第五卷 謝卻荼蘼
第一章 贏得更深哭一場(1)
送走了胤祚,我便每日在永和宮閉門不出。
戴鐸偷偷來看我,卻被我劈頭蓋臉的撕打。
“你早知道了對不對?為什麽不告訴我?”
戴鐸任由我在他臉上身上抓撓捶打,不動也不躲。
“你還我兒子!”
我揪著戴鐸的衣領,泣不成聲。
若是我能早些知道,便可以預防了。
懷孕時平安無事,分娩時有驚無險,就連後來胤祚出天花,也很順利就熬了過去。
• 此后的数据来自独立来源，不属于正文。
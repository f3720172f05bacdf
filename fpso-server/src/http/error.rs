//! API error types with IntoResponse
//!
//! Errors are converted to JSON responses with appropriate status codes.
//! Every body has the shape `{"error": <kind>, "message": <text>}`;
//! conflicts also repeat the text under `Message`.

use axum::http::StatusCode;
use axum::response::{IntoResponse, Response};
use axum::Json;
use serde_json::json;

use crate::db::repos::DbError;
use crate::models::ValidationError;

/// API error type with automatic HTTP status mapping
#[derive(Debug)]
pub enum ApiError {
    /// Validation failed (400)
    Validation(ValidationError),

    /// Request body or path could not be read (400)
    BadRequest { message: String },

    /// Resource not found (404)
    NotFound { resource: &'static str, id: String },

    /// Unique business code already taken (409)
    Conflict { resource: &'static str, key: String },

    /// Database error (500, logged)
    Database(DbError),

    /// Internal error (500)
    Internal { message: String },
}

impl ApiError {
    pub fn status(&self) -> StatusCode {
        match self {
            Self::Validation(_) | Self::BadRequest { .. } => StatusCode::BAD_REQUEST,
            Self::NotFound { .. } => StatusCode::NOT_FOUND,
            Self::Conflict { .. } => StatusCode::CONFLICT,
            Self::Database(_) | Self::Internal { .. } => StatusCode::INTERNAL_SERVER_ERROR,
        }
    }
}

impl IntoResponse for ApiError {
    fn into_response(self) -> Response {
        let status = self.status();
        let body = match &self {
            Self::Validation(e) => json!({
                "error": "validation_error",
                "message": e.to_string()
            }),
            Self::BadRequest { message } => json!({
                "error": "validation_error",
                "message": message
            }),
            Self::NotFound { resource, id } => json!({
                "error": "not_found",
                "message": format!("{} '{}' not found", resource, id)
            }),
            Self::Conflict { resource, key } => {
                tracing::warn!(resource, key = %key, "unique code conflict");
                let message = format!("{} {} already exists.", resource, key);
                // `Message` is the key older clients read on 409
                json!({
                    "error": "conflict",
                    "message": message,
                    "Message": message
                })
            }
            Self::Database(e) => {
                // Log the actual error, return generic message
                tracing::error!("Database error: {}", e);
                json!({
                    "error": "internal_error",
                    "message": "an internal error occurred"
                })
            }
            Self::Internal { message } => {
                tracing::error!("Internal error: {}", message);
                json!({
                    "error": "internal_error",
                    "message": "an internal error occurred"
                })
            }
        };

        (status, Json(body)).into_response()
    }
}

impl From<ValidationError> for ApiError {
    fn from(e: ValidationError) -> Self {
        Self::Validation(e)
    }
}

impl From<DbError> for ApiError {
    fn from(e: DbError) -> Self {
        match e {
            DbError::NotFound { resource, id } => Self::NotFound { resource, id },
            DbError::Conflict { resource, key } => Self::Conflict { resource, key },
            _ => Self::Database(e),
        }
    }
}

#[cfg(test)]
mod tests {
    use super::*;
    use axum::body::to_bytes;

    async fn body_json(response: Response) -> serde_json::Value {
        let bytes = to_bytes(response.into_body(), usize::MAX).await.unwrap();
        serde_json::from_slice(&bytes).unwrap()
    }

    #[tokio::test]
    async fn validation_error_is_400() {
        let err = ApiError::Validation(ValidationError::Empty { field: "vessel code" });
        let response = err.into_response();
        assert_eq!(response.status(), StatusCode::BAD_REQUEST);
    }

    #[tokio::test]
    async fn not_found_is_404() {
        let err = ApiError::NotFound {
            resource: "Vessel",
            id: "7".into(),
        };
        let response = err.into_response();
        assert_eq!(response.status(), StatusCode::NOT_FOUND);
        assert_eq!(body_json(response).await["message"], "Vessel '7' not found");
    }

    #[tokio::test]
    async fn conflict_is_409_and_names_the_code() {
        let err = ApiError::from(DbError::Conflict {
            resource: "Vessel",
            key: "V001".into(),
        });
        let response = err.into_response();
        assert_eq!(response.status(), StatusCode::CONFLICT);

        let body = body_json(response).await;
        assert_eq!(body["error"], "conflict");
        assert_eq!(body["message"], "Vessel V001 already exists.");
        assert_eq!(body["Message"], "Vessel V001 already exists.");
    }

    #[tokio::test]
    async fn database_error_hides_details() {
        let err = ApiError::from(DbError::Sqlx(sqlx::Error::PoolTimedOut));
        let response = err.into_response();
        assert_eq!(response.status(), StatusCode::INTERNAL_SERVER_ERROR);
        assert_eq!(body_json(response).await["message"], "an internal error occurred");
    }
}
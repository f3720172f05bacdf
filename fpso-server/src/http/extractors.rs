//! Custom Axum extractors
//!
//! Rejections from the stock extractors are plain text with assorted
//! status codes; these wrap them so every bad request is a JSON 400.

use axum::extract::rejection::JsonRejection;
use axum::extract::{FromRequest, FromRequestParts, Path, Request};
use axum::http::request::Parts;
use axum::Json;

use super::error::ApiError;
use crate::models::ValidationError;

/// JSON body whose shape errors (syntax, missing fields, wrong types,
/// missing content type) are reported as `ApiError::BadRequest`.
pub struct ValidJson<T>(pub T);

impl<S, T> FromRequest<S> for ValidJson<T>
where
    Json<T>: FromRequest<S, Rejection = JsonRejection>,
    S: Send + Sync,
{
    type Rejection = ApiError;

    async fn from_request(req: Request, state: &S) -> Result<Self, Self::Rejection> {
        match Json::<T>::from_request(req, state).await {
            Ok(Json(value)) => Ok(Self(value)),
            Err(rejection) => Err(bad_body(rejection)),
        }
    }
}

fn bad_body(rejection: JsonRejection) -> ApiError {
    ApiError::BadRequest {
        message: rejection.body_text(),
    }
}

/// Extract and parse a vessel primary key from path
pub struct VesselId(pub i64);

impl<S> FromRequestParts<S> for VesselId
where
    S: Send + Sync,
{
    type Rejection = ApiError;

    async fn from_request_parts(parts: &mut Parts, state: &S) -> Result<Self, Self::Rejection> {
        let Path(id): Path<String> = Path::from_request_parts(parts, state)
            .await
            .map_err(|_| ApiError::Validation(ValidationError::Empty { field: "id" }))?;

        let id = id.parse::<i64>().map_err(|_| {
            ApiError::Validation(ValidationError::InvalidFormat {
                field: "id",
                reason: "must be an integer",
            })
        })?;

        Ok(Self(id))
    }
}

#[cfg(test)]
mod tests {
    use super::*;
    use axum::body::Body;
    use axum::http::StatusCode;
    use axum::response::IntoResponse;
    use serde::Deserialize;

    #[derive(Deserialize)]
    struct Probe {
        #[allow(dead_code)]
        code: String,
    }

    fn json_request(body: &'static str) -> Request {
        axum::http::Request::builder()
            .method("POST")
            .header("content-type", "application/json")
            .body(Body::from(body))
            .unwrap()
    }

    #[tokio::test]
    async fn malformed_json_is_400() {
        let err = ValidJson::<Probe>::from_request(json_request("{not json"), &())
            .await
            .err()
            .unwrap();
        assert_eq!(err.into_response().status(), StatusCode::BAD_REQUEST);
    }

    #[tokio::test]
    async fn missing_field_is_400() {
        let err = ValidJson::<Probe>::from_request(json_request("{}"), &())
            .await
            .err()
            .unwrap();
        assert!(matches!(&err, ApiError::BadRequest { message } if message.contains("code")));
        assert_eq!(err.into_response().status(), StatusCode::BAD_REQUEST);
    }

    #[tokio::test]
    async fn missing_content_type_is_400() {
        let req = axum::http::Request::builder()
            .method("POST")
            .body(Body::from(r#"{"code":"V1"}"#))
            .unwrap();
        let err = ValidJson::<Probe>::from_request(req, &()).await.err().unwrap();
        assert_eq!(err.into_response().status(), StatusCode::BAD_REQUEST);
    }
}
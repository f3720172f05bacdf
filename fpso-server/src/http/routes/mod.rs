//! Route handlers organized by resource

pub mod health;
pub mod vessels;
pub mod equipment;

use serde::Serialize;

/// Acknowledgement body for inserts: `{"Message": "..."}`
#[derive(Debug, Serialize)]
pub struct MessageResponse {
    #[serde(rename = "Message")]
    pub message: String,
}

impl MessageResponse {
    pub fn new(message: impl Into<String>) -> Self {
        Self {
            message: message.into(),
        }
    }
}
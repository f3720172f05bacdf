//! Repository implementations for database access
//!
//! Each repository borrows the connection of an open `UnitOfWork`:
//! - Single statement per operation, RETURNING the affected row
//! - Unique violations become `DbError::Conflict`
//! - Lookups that match nothing become `DbError::NotFound`

pub mod vessels;
pub mod equipment;

use sqlx::{Sqlite, SqlitePool, Transaction};

pub use vessels::{Vessel, VesselRepo};
pub use equipment::{Equipment, EquipmentRepo};

/// Database error type
#[derive(Debug, thiserror::Error)]
pub enum DbError {
    #[error("database error: {0}")]
    Sqlx(#[from] sqlx::Error),

    #[error("not found: {resource} '{id}'")]
    NotFound { resource: &'static str, id: String },

    #[error("conflict: {resource} '{key}' already exists")]
    Conflict { resource: &'static str, key: String },
}

impl DbError {
    /// Map a unique-constraint failure to `Conflict`, anything else to `Sqlx`.
    pub(crate) fn on_unique(err: sqlx::Error, resource: &'static str, key: &str) -> Self {
        match &err {
            sqlx::Error::Database(db) if db.is_unique_violation() => Self::Conflict {
                resource,
                key: key.to_owned(),
            },
            _ => Self::Sqlx(err),
        }
    }
}

/// One request's transaction scope.
///
/// Dropping without `commit()` rolls back and returns the connection to
/// the pool, so every `?` exit in a handler is a rollback.
pub struct UnitOfWork {
    tx: Transaction<'static, Sqlite>,
}

impl UnitOfWork {
    pub async fn begin(pool: &SqlitePool) -> Result<Self, DbError> {
        Ok(Self {
            tx: pool.begin().await?,
        })
    }

    pub fn vessels(&mut self) -> VesselRepo<'_> {
        VesselRepo::new(&mut *self.tx)
    }

    pub fn equipment(&mut self) -> EquipmentRepo<'_> {
        EquipmentRepo::new(&mut *self.tx)
    }

    pub async fn commit(self) -> Result<(), DbError> {
        self.tx.commit().await?;
        Ok(())
    }
}
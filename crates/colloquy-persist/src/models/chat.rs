use chrono::{DateTime, Utc};
use serde::{Deserialize, Serialize};

#[derive(Debug, Clone, Serialize, Deserialize)]
#[serde(rename_all = "camelCase")]
pub struct Chat {
    pub id: String,
    pub user_id: String,
    pub title: String,
    pub visibility: ChatVisibility,
    #[serde(with = "bson::serde_helpers::chrono_datetime_as_bson_datetime")]
    pub created_at: DateTime<Utc>,
}

#[derive(Debug, Clone, Copy, PartialEq, Eq, Serialize, Deserialize)]
#[serde(rename_all = "lowercase")]
pub enum ChatVisibility {
    Private,
    Public,
}

impl ChatVisibility {
    /// Wire value, for use inside `doc!` update documents.
    pub fn as_str(self) -> &'static str {
        match self {
            ChatVisibility::Private => "private",
            ChatVisibility::Public => "public",
        }
    }
}

/// One page of a user's chat history, newest first.
#[derive(Debug, Clone)]
pub struct ChatPage {
    pub chats: Vec<Chat>,
    pub has_more: bool,
}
我一直致力於預防天災和疾病,卻忘記了還有人禍。
“還我兒子!”
戴鐸任我揪著他,歎了口氣。
“妹子,你知道的,我不能說。”
不能說……
我慘笑一下,鬆開了手,慢慢退後,遠離戴鐸。
是啊,我怎麽忘了,你不能說的。我怎麽會傻到當初聽你說,這孩子很好,我便安心了呢?怪隻怪我自己,當初為何不多看看曆史書?皇帝的兒子,有的名聲顯赫,有的默默無聞,我隻道是小六沒做什麽大事,所以並未在曆史上多著筆墨,哪裏想到……
說來說去,終究是我自己太愚蠢。
戴鐸什麽時候離開的,我不知道,從那天之後,他便一直沒有再出現。
蘇培盛時不時將外麵的消息告訴我。
大阿哥身為長兄,不知愛護幼弟,反而多方挑釁,至六阿哥殞命。雖非刻意,但終難辭其咎,於太廟前罰跪三日三夜,鞭責五十,閉門思過一個月。
惠妃教子無方,被皇帝當眾訓斥一番,罰月俸半年。
大阿哥的伴讀、奶兄及貼身太監當日為虎作倀,對皇子不敬,三人杖斃。伴讀父親乃是朝中官員,受累降職。大阿哥的奶娘也被逐出宮廷,流放寧古塔。
幾日間,打的打,罰的罰,殺的殺。
對於皇帝的這些處置,我從不表態。